Maka, jangan ragu mencari, selagi dirimu bisa.
“Ustadzah baru datang” teriak lengkingan anak- anak perempuan
Ustadzah, panggilan yang memotivasi agar berusaha menjadi lebih baik. Bukan hanya sekedar guru mengaji yang mengajarkan IQRA’ dan Al-Qur’an, tapi berusaha mentranferkan akhlak dan adab. Sebab, diusia mereka antara 7-14 tahun, jika merujuk fiqih anak, anak-anak sudah sangat penting diajarkan yang mana boleh dan tidak diperbolehkan, akhlak dan adab.
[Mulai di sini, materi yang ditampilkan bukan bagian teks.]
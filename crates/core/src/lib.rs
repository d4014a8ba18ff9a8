#![warn(clippy::all, missing_docs)]

//! Core of packsync.
//!
//! This crate keeps the default asset bundle, the extras blobs and the native
//! support libraries in sync with their sources, records what was synced in a
//! small hash manifest, and serves lazily decoded textures from resource packs.

pub mod config;
pub mod manifest;
pub mod resource;
pub mod texture;

pub use config::AppConfig;
pub use manifest::{Category, Manifest};
pub use resource::{
    AssetLayout, DirectoryMirror, ExtrasStore, Observers, ProgressEvent, SyncCoordinator,
    SyncOptions,
};
pub use texture::{PackFile, TextureError, TextureManager, TextureMeta, TextureResource};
Saat langkah kaki ini memasuki masjid, kebahagiaan menelusup ke lubuk hatiku. Melihat keceriaan mereka mengerumuniku. begitu bahagia kedatangan guru mengaji perempuan. Sebenarnya, disini sudah ada ustadznya. Namun, barangkali ada perasaan berbeda yang dirasakan anak-anak perempuan karena perempuan yang mengajarinya. Dan juga, untuk psikologi anaknya, panutan dan kedekatan dengan kakak perempuan di proses usia ini sangat penting, Agar anak-anak perempuan menyadari pribadinya sebagai perempuan dan berperilaku. Apalagi kalau sudah baligh^^ ada batasan yang harus diajarkan.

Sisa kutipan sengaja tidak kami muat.